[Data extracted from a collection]
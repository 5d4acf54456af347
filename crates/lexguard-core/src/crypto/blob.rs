//! Encrypted blob and transit envelope formats

use lexguard_common::{KeyId, SecurityError, SecurityResult};
use serde::{Deserialize, Serialize};

/// Nonce length (96 bits)
pub const NONCE_LEN: usize = 12;
/// Tag length (128 bits)
pub const TAG_LEN: usize = 16;

/// Transit envelope format version
pub(crate) const TRANSIT_VERSION: u8 = 1;

/// AEAD algorithm
#[derive(Debug, Clone, Copy, PartialEq, Eq, Hash, Serialize, Deserialize)]
pub enum Algorithm {
    #[serde(rename = "aes-256-gcm")]
    Aes256Gcm,
}

impl Algorithm {
    pub fn as_str(&self) -> &'static str {
        match self {
            Self::Aes256Gcm => "aes-256-gcm",
        }
    }
}

/// Ciphertext at rest
///
/// `key_id` is the only pointer back to the key that decrypts it and never
/// changes after encryption. Binary fields serialize as standard base64.
#[derive(Debug, Clone, PartialEq, Eq, Serialize, Deserialize)]
#[serde(rename_all = "camelCase")]
pub struct EncryptedBlob {
    #[serde(with = "b64")]
    pub(crate) data: Vec<u8>,
    #[serde(with = "b64")]
    pub(crate) iv: Vec<u8>,
    #[serde(with = "b64")]
    pub(crate) tag: Vec<u8>,
    pub(crate) key_id: KeyId,
    pub(crate) algorithm: Algorithm,
}

impl EncryptedBlob {
    /// Rebuild a blob loaded from storage.
    pub fn from_parts(data: Vec<u8>, iv: Vec<u8>, tag: Vec<u8>, key_id: KeyId, algorithm: Algorithm) -> Self {
        Self { data, iv, tag, key_id, algorithm }
    }

    pub fn data(&self) -> &[u8] {
        &self.data
    }

    pub fn iv(&self) -> &[u8] {
        &self.iv
    }

    pub fn tag(&self) -> &[u8] {
        &self.tag
    }

    pub fn key_id(&self) -> &KeyId {
        &self.key_id
    }

    pub fn algorithm(&self) -> Algorithm {
        self.algorithm
    }

    /// Structural checks done before any key lookup
    pub(crate) fn validate(&self) -> SecurityResult<()> {
        if self.iv.len() != NONCE_LEN {
            return Err(SecurityError::InvalidInput(format!(
                "nonce must be {} bytes, got {}",
                NONCE_LEN,
                self.iv.len()
            )));
        }
        if self.tag.len() != TAG_LEN {
            return Err(SecurityError::InvalidInput(format!(
                "tag must be {} bytes, got {}",
                TAG_LEN,
                self.tag.len()
            )));
        }
        if self.key_id.as_str().is_empty() {
            return Err(SecurityError::InvalidInput("blob has no key id".into()));
        }
        Ok(())
    }
}

/// Versioned wrapper carried as base64 between services
#[derive(Debug, Serialize, Deserialize)]
pub(crate) struct TransitEnvelope {
    pub v: u8,
    pub blob: EncryptedBlob,
}

mod b64 {
    use base64::{engine::general_purpose::STANDARD, Engine as _};
    use serde::{Deserialize, Deserializer, Serializer};

    pub fn serialize<S: Serializer>(bytes: &[u8], serializer: S) -> Result<S::Ok, S::Error> {
        serializer.serialize_str(&STANDARD.encode(bytes))
    }

    pub fn deserialize<'de, D: Deserializer<'de>>(deserializer: D) -> Result<Vec<u8>, D::Error> {
        let encoded = String::deserialize(deserializer)?;
        STANDARD.decode(encoded.as_bytes()).map_err(serde::de::Error::custom)
    }
}

#[cfg(test)]
mod tests {
    use super::*;

    fn blob() -> EncryptedBlob {
        EncryptedBlob::from_parts(
            vec![1, 2, 3],
            vec![0; NONCE_LEN],
            vec![9; TAG_LEN],
            KeyId::new("key_abc"),
            Algorithm::Aes256Gcm,
        )
    }

    #[test]
    fn test_json_shape() {
        let json = serde_json::to_value(blob()).unwrap();
        assert_eq!(json["data"], "AQID");
        assert_eq!(json["keyId"], "key_abc");
        assert_eq!(json["algorithm"], "aes-256-gcm");

        let back: EncryptedBlob = serde_json::from_value(json).unwrap();
        assert_eq!(back, blob());
    }

    #[test]
    fn test_unknown_algorithm_rejected() {
        let mut json = serde_json::to_value(blob()).unwrap();
        json["algorithm"] = "des-cbc".into();
        assert!(serde_json::from_value::<EncryptedBlob>(json).is_err());
    }

    #[test]
    fn test_validate_lengths() {
        assert!(blob().validate().is_ok());

        let mut short_iv = blob();
        short_iv.iv.truncate(8);
        assert!(matches!(short_iv.validate(), Err(SecurityError::InvalidInput(_))));

        let mut long_tag = blob();
        long_tag.tag.push(0);
        assert!(matches!(long_tag.validate(), Err(SecurityError::InvalidInput(_))));
    }
}
//! Storage errors shared by the key and audit stores

use lexguard_common::SecurityError;

/// Store result type
pub type StoreResult<T> = Result<T, StoreError>;

/// Store errors
#[derive(Debug, Clone, thiserror::Error)]
pub enum StoreError {
    #[error("not found: {0}")]
    NotFound(String),

    #[error("conflict: {0}")]
    Conflict(String),

    /// Transient failure; the operation may be retried.
    #[error("store unavailable: {0}")]
    Unavailable(String),

    #[error("storage error: {0}")]
    StorageError(String),
}

impl StoreError {
    pub fn is_transient(&self) -> bool {
        matches!(self, Self::Unavailable(_))
    }
}

impl From<StoreError> for SecurityError {
    fn from(e: StoreError) -> Self {
        let transient = e.is_transient();
        SecurityError::Storage {
            message: e.to_string(),
            transient,
        }
    }
}
use rstar::AABB;
use serde::{Deserialize, Serialize};

/// A WGS84 position in decimal degrees.
#[derive(Clone, Copy, Debug, PartialEq, Serialize, Deserialize)]
pub struct Coordinate {
    pub latitude: f64,
    pub longitude: f64,
}

impl Coordinate {
    pub fn new(latitude: f64, longitude: f64) -> Self {
        Self {
            latitude,
            longitude,
        }
    }
}

impl From<Coordinate> for geo::Coord<f64> {
    fn from(c: Coordinate) -> Self {
        geo::Coord {
            x: c.longitude,
            y: c.latitude,
        }
    }
}

/// Axis-aligned latitude/longitude rectangle.
#[derive(Clone, Copy, Debug, PartialEq, Serialize, Deserialize)]
pub struct BoundingBox {
    pub min_lat: f64,
    pub min_lon: f64,
    pub max_lat: f64,
    pub max_lon: f64,
}

impl BoundingBox {
    pub fn new(min_lat: f64, min_lon: f64, max_lat: f64, max_lon: f64) -> Self {
        Self {
            min_lat,
            min_lon,
            max_lat,
            max_lon,
        }
    }

    /// Minimal box around a coordinate sequence, computed in a single pass.
    /// Returns `None` for an empty sequence.
    pub fn around(coordinates: &[Coordinate]) -> Option<Self> {
        let first = coordinates.first()?;
        let mut bbox = Self::new(
            first.latitude,
            first.longitude,
            first.latitude,
            first.longitude,
        );

        for c in &coordinates[1..] {
            bbox.min_lat = bbox.min_lat.min(c.latitude);
            bbox.min_lon = bbox.min_lon.min(c.longitude);
            bbox.max_lat = bbox.max_lat.max(c.latitude);
            bbox.max_lon = bbox.max_lon.max(c.longitude);
        }

        Some(bbox)
    }

    /// Grows the box by `margin` degrees on every side.
    pub fn expand(&self, margin: f64) -> Self {
        Self::new(
            self.min_lat - margin,
            self.min_lon - margin,
            self.max_lat + margin,
            self.max_lon + margin,
        )
    }

    /// Smallest box enclosing both `self` and `other`.
    pub fn union(&self, other: &BoundingBox) -> Self {
        Self::new(
            self.min_lat.min(other.min_lat),
            self.min_lon.min(other.min_lon),
            self.max_lat.max(other.max_lat),
            self.max_lon.max(other.max_lon),
        )
    }

    pub fn min_corner(&self) -> Coordinate {
        Coordinate::new(self.min_lat, self.min_lon)
    }

    pub fn max_corner(&self) -> Coordinate {
        Coordinate::new(self.max_lat, self.max_lon)
    }

    /// Containment with inclusive minimum and exclusive maximum edges.
    pub fn contains_half_open(&self, point: Coordinate) -> bool {
        point.latitude >= self.min_lat
            && point.latitude < self.max_lat
            && point.longitude >= self.min_lon
            && point.longitude < self.max_lon
    }

    pub fn envelope(&self) -> AABB<[f64; 2]> {
        AABB::from_corners([self.min_lat, self.min_lon], [self.max_lat, self.max_lon])
    }
}

impl std::fmt::Display for BoundingBox {
    fn fmt(&self, f: &mut std::fmt::Formatter<'_>) -> std::fmt::Result {
        write!(
            f,
            "[{}, {}] - [{}, {}]",
            self.min_lat, self.min_lon, self.max_lat, self.max_lon
        )
    }
}

/// Strict containment: a point lying on any edge of the box is outside.
pub fn point_in_box(point: Coordinate, bbox: &BoundingBox) -> bool {
    point.latitude > bbox.min_lat
        && point.latitude < bbox.max_lat
        && point.longitude > bbox.min_lon
        && point.longitude < bbox.max_lon
}

/// True when the boxes share any area or touch, or when a corner of one lies inside the other.
///
/// The corner tests are implied by the interval test for well-formed boxes; all five are
/// evaluated so degenerate (inverted or zero-width) boxes classify the same way from either side.
pub fn overlaps(a: &BoundingBox, b: &BoundingBox) -> bool {
    let intersect = !(a.min_lat > b.max_lat
        || a.max_lat < b.min_lat
        || a.min_lon > b.max_lon
        || a.max_lon < b.min_lon);
    let a_min_inside = point_in_box(a.min_corner(), b);
    let b_min_inside = point_in_box(b.min_corner(), a);
    let a_max_inside = point_in_box(a.max_corner(), b);
    let b_max_inside = point_in_box(b.max_corner(), a);

    intersect || a_min_inside || b_min_inside || a_max_inside || b_max_inside
}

→ Activity
For each line in the records that holds "bits", show that line as it stands.

→ Answer box
/// Nonce length (96 bits)
/// Tag length (128 bits)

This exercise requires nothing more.